Tom has been one of my best friends for fifteen years. This gesture is typical of his caring attitude. For twenty years, he has been an overnight 911 operator, helping countless people during their emergencies. He uses downtime in the middle of the night to write plays, screenplays and novels. As a playwright, Tom always writes about subjects that matter, and he shows an uncanny ability to anticipate topics that matter to Americans. I have served as Tom’s dramaturg for fifteen years, helping him to develop all of his scripts.

[This section has been removed out of respect for the Newtown victims, family members, and their community. It will be inserted in the future.]

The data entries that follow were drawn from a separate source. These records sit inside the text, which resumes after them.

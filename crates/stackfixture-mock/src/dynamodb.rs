//! Table-store mock (`dynamodb`).

use std::collections::BTreeMap;

use chrono::{DateTime, Utc};
use serde::{Deserialize, Serialize};
use serde_json::Value;
use stackfixture_common::constants::MOCK_ACCOUNT_ID;
use stackfixture_common::error::BackendError;

use crate::service::Service;
use crate::Tag;

const SERVICE: &str = "dynamodb";

/// A table row: attribute name to attribute value.
pub type Item = BTreeMap<String, Value>;

/// One element of a table's primary key.
#[derive(Debug, Clone, PartialEq, Eq, Serialize, Deserialize)]
#[serde(rename_all = "PascalCase")]
pub struct KeySchemaElement {
    /// Attribute forming this key part.
    pub attribute_name: String,
    /// `HASH` or `RANGE`.
    pub key_type: String,
}

/// Declared type of a key attribute.
#[derive(Debug, Clone, PartialEq, Eq, Serialize, Deserialize)]
#[serde(rename_all = "PascalCase")]
pub struct AttributeDefinition {
    /// Attribute name.
    pub attribute_name: String,
    /// `S`, `N`, or `B`.
    pub attribute_type: String,
}

/// Provisioned read and write capacity.
#[derive(Debug, Clone, PartialEq, Eq, Serialize, Deserialize)]
#[serde(rename_all = "PascalCase")]
pub struct ProvisionedThroughput {
    /// Read capacity units.
    pub read_capacity_units: u64,
    /// Write capacity units.
    pub write_capacity_units: u64,
}

/// A global or local secondary index.
#[derive(Debug, Clone, PartialEq, Serialize, Deserialize)]
#[serde(rename_all = "PascalCase")]
pub struct SecondaryIndex {
    /// Index name.
    pub index_name: String,
    /// Index key.
    pub key_schema: Vec<KeySchemaElement>,
    /// Projected attributes, kept opaque.
    #[serde(default)]
    pub projection: Option<Value>,
    /// Index capacity (global indexes only).
    #[serde(default)]
    pub provisioned_throughput: Option<ProvisionedThroughput>,
}

/// Change-stream settings.
#[derive(Debug, Clone, PartialEq, Eq, Serialize, Deserialize)]
#[serde(rename_all = "PascalCase")]
pub struct StreamSpecification {
    /// Whether the stream is on. The backend requires it to be set.
    #[serde(default)]
    pub stream_enabled: Option<bool>,
    /// What each stream record carries.
    #[serde(default)]
    pub stream_view_type: Option<String>,
}

/// Server-side encryption settings.
#[derive(Debug, Clone, PartialEq, Eq, Serialize, Deserialize)]
pub struct SseSpecification {
    /// Whether encryption is on.
    #[serde(rename = "SSEEnabled", default)]
    pub enabled: Option<bool>,
    /// `AES256` or `KMS`.
    #[serde(rename = "SSEType", default)]
    pub sse_type: Option<String>,
    /// Customer key identifier.
    #[serde(rename = "KMSMasterKeyId", default)]
    pub kms_master_key_id: Option<String>,
}

/// Parameters of `CreateTable`.
#[derive(Debug, Clone, PartialEq, Serialize, Deserialize)]
#[serde(rename_all = "PascalCase")]
pub struct CreateTableInput {
    /// Table name.
    pub table_name: String,
    /// Primary key.
    pub key_schema: Vec<KeySchemaElement>,
    /// Types of key attributes.
    pub attribute_definitions: Vec<AttributeDefinition>,
    /// `PROVISIONED` or `PAY_PER_REQUEST`.
    #[serde(default)]
    pub billing_mode: Option<String>,
    /// Table capacity.
    #[serde(default)]
    pub provisioned_throughput: Option<ProvisionedThroughput>,
    /// Global secondary indexes.
    #[serde(default)]
    pub global_secondary_indexes: Vec<SecondaryIndex>,
    /// Local secondary indexes.
    #[serde(default)]
    pub local_secondary_indexes: Vec<SecondaryIndex>,
    /// Change stream.
    #[serde(default)]
    pub stream_specification: Option<StreamSpecification>,
    /// Encryption at rest.
    #[serde(rename = "SSESpecification", default)]
    pub sse_specification: Option<SseSpecification>,
    /// Resource tags.
    #[serde(default)]
    pub tags: Vec<Tag>,
}

/// Result of `DescribeTable`.
#[derive(Debug, Clone, PartialEq)]
pub struct TableDescription {
    /// Table name.
    pub table_name: String,
    /// Table ARN.
    pub table_arn: String,
    /// Always `ACTIVE` in the mock.
    pub table_status: &'static str,
    /// Number of stored items.
    pub item_count: usize,
    /// Primary key.
    pub key_schema: Vec<KeySchemaElement>,
    /// Stream ARN when a stream is enabled.
    pub latest_stream_arn: Option<String>,
    /// Creation time.
    pub creation_date_time: DateTime<Utc>,
}

#[derive(Debug)]
struct Table {
    input: CreateTableInput,
    arn: String,
    stream_arn: Option<String>,
    items: BTreeMap<String, Item>,
    created_at: DateTime<Utc>,
}

impl Table {
    fn key_of(&self, item: &Item) -> Result<String, BackendError> {
        let mut parts = Vec::with_capacity(self.input.key_schema.len());
        for element in &self.input.key_schema {
            let value = item.get(&element.attribute_name).ok_or_else(|| {
                BackendError::Validation {
                    service: SERVICE,
                    message: format!(
                        "item is missing key attribute {}",
                        element.attribute_name
                    ),
                }
            })?;
            parts.push(value.to_string());
        }
        Ok(parts.join("\u{1f}"))
    }
}

/// Mocked table store.
#[derive(Debug, Clone)]
pub struct DynamoDb {
    service: Service<BTreeMap<String, Table>>,
    region: String,
}

impl DynamoDb {
    pub(crate) fn new(region: &str) -> Self {
        Self {
            service: Service::new(SERVICE),
            region: region.to_owned(),
        }
    }

    /// Activates the service. Returns `false` if it was already active.
    pub fn activate(&self) -> bool {
        self.service.start()
    }

    /// Deactivates the service, discarding every table.
    pub fn deactivate(&self) {
        self.service.stop();
    }

    /// Returns whether the service is active.
    pub fn is_active(&self) -> bool {
        self.service.is_active()
    }

    /// Creates a table.
    ///
    /// # Errors
    ///
    /// Returns an error if the table exists, a key attribute is undeclared,
    /// or a stream specification does not set `StreamEnabled`.
    pub fn create_table(&self, input: CreateTableInput) -> Result<TableDescription, BackendError> {
        validate_table(&input)?;
        let arn = format!(
            "arn:aws:dynamodb:{}:{MOCK_ACCOUNT_ID}:table/{}",
            self.region, input.table_name
        );
        self.service.with(|tables| {
            if tables.contains_key(&input.table_name) {
                return Err(BackendError::AlreadyExists {
                    service: SERVICE,
                    kind: "table",
                    id: input.table_name.clone(),
                });
            }
            let created_at = Utc::now();
            let stream_arn = input
                .stream_specification
                .as_ref()
                .filter(|spec| spec.stream_enabled == Some(true))
                .map(|_| format!("{arn}/stream/{}", created_at.format("%Y-%m-%dT%H:%M:%S%.3f")));
            let name = input.table_name.clone();
            let table = Table {
                input,
                arn,
                stream_arn,
                items: BTreeMap::new(),
                created_at,
            };
            let description = describe(&table);
            let _ = tables.insert(name, table);
            Ok(description)
        })
    }

    /// Describes a table.
    ///
    /// # Errors
    ///
    /// Returns [`BackendError::NotFound`] if the table does not exist.
    pub fn describe_table(&self, name: &str) -> Result<TableDescription, BackendError> {
        self.service
            .with(|tables| lookup(tables, name).map(describe))
    }

    /// Deletes a table.
    ///
    /// # Errors
    ///
    /// Returns [`BackendError::NotFound`] if the table does not exist.
    pub fn delete_table(&self, name: &str) -> Result<(), BackendError> {
        self.service.with(|tables| {
            tables.remove(name).map(|_| ()).ok_or_else(|| not_found(name))
        })
    }

    /// Lists table names in lexical order.
    ///
    /// # Errors
    ///
    /// Returns an error if the service is inactive.
    pub fn list_tables(&self) -> Result<Vec<String>, BackendError> {
        self.service.with(|tables| Ok(tables.keys().cloned().collect()))
    }

    /// Inserts or replaces an item by primary key.
    ///
    /// # Errors
    ///
    /// Returns an error if the table does not exist or the item lacks a key
    /// attribute.
    pub fn put_item(&self, name: &str, item: Item) -> Result<(), BackendError> {
        self.service.with(|tables| {
            let table = tables.get_mut(name).ok_or_else(|| not_found(name))?;
            let key = table.key_of(&item)?;
            let _ = table.items.insert(key, item);
            Ok(())
        })
    }

    /// Returns every item in key order.
    ///
    /// # Errors
    ///
    /// Returns [`BackendError::NotFound`] if the table does not exist.
    pub fn scan(&self, name: &str) -> Result<Vec<Item>, BackendError> {
        self.service
            .with(|tables| Ok(lookup(tables, name)?.items.values().cloned().collect()))
    }
}

fn validate_table(input: &CreateTableInput) -> Result<(), BackendError> {
    if input.key_schema.is_empty() {
        return Err(BackendError::Validation {
            service: SERVICE,
            message: "KeySchema must not be empty".into(),
        });
    }
    for element in &input.key_schema {
        let declared = input
            .attribute_definitions
            .iter()
            .any(|def| def.attribute_name == element.attribute_name);
        if !declared {
            return Err(BackendError::Validation {
                service: SERVICE,
                message: format!(
                    "key attribute {} has no attribute definition",
                    element.attribute_name
                ),
            });
        }
    }
    if let Some(spec) = &input.stream_specification {
        if spec.stream_enabled.is_none() {
            return Err(BackendError::Validation {
                service: SERVICE,
                message: "StreamSpecification requires StreamEnabled".into(),
            });
        }
    }
    Ok(())
}

fn lookup<'a>(tables: &'a BTreeMap<String, Table>, name: &str) -> Result<&'a Table, BackendError> {
    tables.get(name).ok_or_else(|| not_found(name))
}

fn not_found(name: &str) -> BackendError {
    BackendError::NotFound {
        service: SERVICE,
        kind: "table",
        id: name.to_owned(),
    }
}

fn describe(table: &Table) -> TableDescription {
    TableDescription {
        table_name: table.input.table_name.clone(),
        table_arn: table.arn.clone(),
        table_status: "ACTIVE",
        item_count: table.items.len(),
        key_schema: table.input.key_schema.clone(),
        latest_stream_arn: table.stream_arn.clone(),
        creation_date_time: table.created_at,
    }
}

#[cfg(test)]
mod tests {
    use serde_json::json;

    use super::*;

    fn simple_table(name: &str) -> CreateTableInput {
        CreateTableInput {
            table_name: name.into(),
            key_schema: vec![KeySchemaElement {
                attribute_name: "id".into(),
                key_type: "HASH".into(),
            }],
            attribute_definitions: vec![AttributeDefinition {
                attribute_name: "id".into(),
                attribute_type: "S".into(),
            }],
            billing_mode: Some("PAY_PER_REQUEST".into()),
            provisioned_throughput: None,
            global_secondary_indexes: Vec::new(),
            local_secondary_indexes: Vec::new(),
            stream_specification: None,
            sse_specification: None,
            tags: Vec::new(),
        }
    }

    fn active() -> DynamoDb {
        let db = DynamoDb::new("us-east-1");
        let _ = db.activate();
        db
    }

    #[test]
    fn create_then_describe() {
        let db = active();
        let created = db.create_table(simple_table("orders")).unwrap();
        assert_eq!(
            created.table_arn,
            "arn:aws:dynamodb:us-east-1:123456789012:table/orders"
        );
        let described = db.describe_table("orders").unwrap();
        assert_eq!(described.item_count, 0);
        assert_eq!(described.table_status, "ACTIVE");
    }

    #[test]
    fn duplicate_table_is_rejected() {
        let db = active();
        let _ = db.create_table(simple_table("orders")).unwrap();
        let err = db.create_table(simple_table("orders")).unwrap_err();
        assert!(matches!(err, BackendError::AlreadyExists { .. }));
    }

    #[test]
    fn put_replaces_by_key() {
        let db = active();
        let _ = db.create_table(simple_table("orders")).unwrap();
        let mut item = Item::new();
        let _ = item.insert("id".into(), json!("a"));
        db.put_item("orders", item.clone()).unwrap();
        let _ = item.insert("total".into(), json!(3));
        db.put_item("orders", item).unwrap();
        let rows = db.scan("orders").unwrap();
        assert_eq!(rows.len(), 1);
        assert_eq!(rows[0]["total"], json!(3));
    }

    #[test]
    fn put_without_key_is_rejected() {
        let db = active();
        let _ = db.create_table(simple_table("orders")).unwrap();
        let err = db.put_item("orders", Item::new()).unwrap_err();
        assert!(err.to_string().contains("key attribute id"), "got: {err}");
    }

    #[test]
    fn undeclared_key_attribute_is_rejected() {
        let db = active();
        let mut input = simple_table("orders");
        input.attribute_definitions.clear();
        assert!(matches!(
            db.create_table(input),
            Err(BackendError::Validation { .. })
        ));
    }

    #[test]
    fn stream_requires_enabled_flag() {
        let db = active();
        let mut input = simple_table("events");
        input.stream_specification = Some(StreamSpecification {
            stream_enabled: None,
            stream_view_type: Some("NEW_IMAGE".into()),
        });
        assert!(db.create_table(input.clone()).is_err());

        input.stream_specification = Some(StreamSpecification {
            stream_enabled: Some(true),
            stream_view_type: Some("NEW_IMAGE".into()),
        });
        let created = db.create_table(input).unwrap();
        assert!(created.latest_stream_arn.is_some());
    }

    #[test]
    fn delete_then_describe_is_not_found() {
        let db = active();
        let _ = db.create_table(simple_table("orders")).unwrap();
        db.delete_table("orders").unwrap();
        assert!(db.describe_table("orders").unwrap_err().is_not_found());
    }

    #[test]
    fn input_deserializes_from_declared_properties() {
        let input: CreateTableInput = serde_json::from_value(json!({
            "TableName": "t",
            "KeySchema": [{"AttributeName": "pk", "KeyType": "HASH"}],
            "AttributeDefinitions": [{"AttributeName": "pk", "AttributeType": "S"}],
            "SSESpecification": {"SSEEnabled": true},
            "ProvisionedThroughput": {"ReadCapacityUnits": 1, "WriteCapacityUnits": 2}
        }))
        .unwrap();
        assert_eq!(input.sse_specification.unwrap().enabled, Some(true));
        assert_eq!(input.provisioned_throughput.unwrap().write_capacity_units, 2);
    }
}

I have always believed that plays should deal with important and worthy subjects in a skilled manner. It’s important to put something meaningful on the stage. As artists, we must use our power and opportunities to communicate insight and meaning. That is our privilege and our responsibility as artists and muses. We serve the nation as interpreters of national events and trends, and we can help our communities to process them. We ask the questions, and give some answers, but most important, we let our audiences draw their own conclusions. As theatre artists, my colleagues and I must continue to push the conversation and the nation’s sensibilities forward. We do have an impact on our country’s history and development.

It is so important to communicate our grief at this time, as well as our questions and feelings. Literature which deals with the topic of grief can be very helpful in times like these.

Let’s share whatever resources we have, whether it’s a good story, a conversation, or a cup of coffee. I wish great strength to everyone in this difficult time.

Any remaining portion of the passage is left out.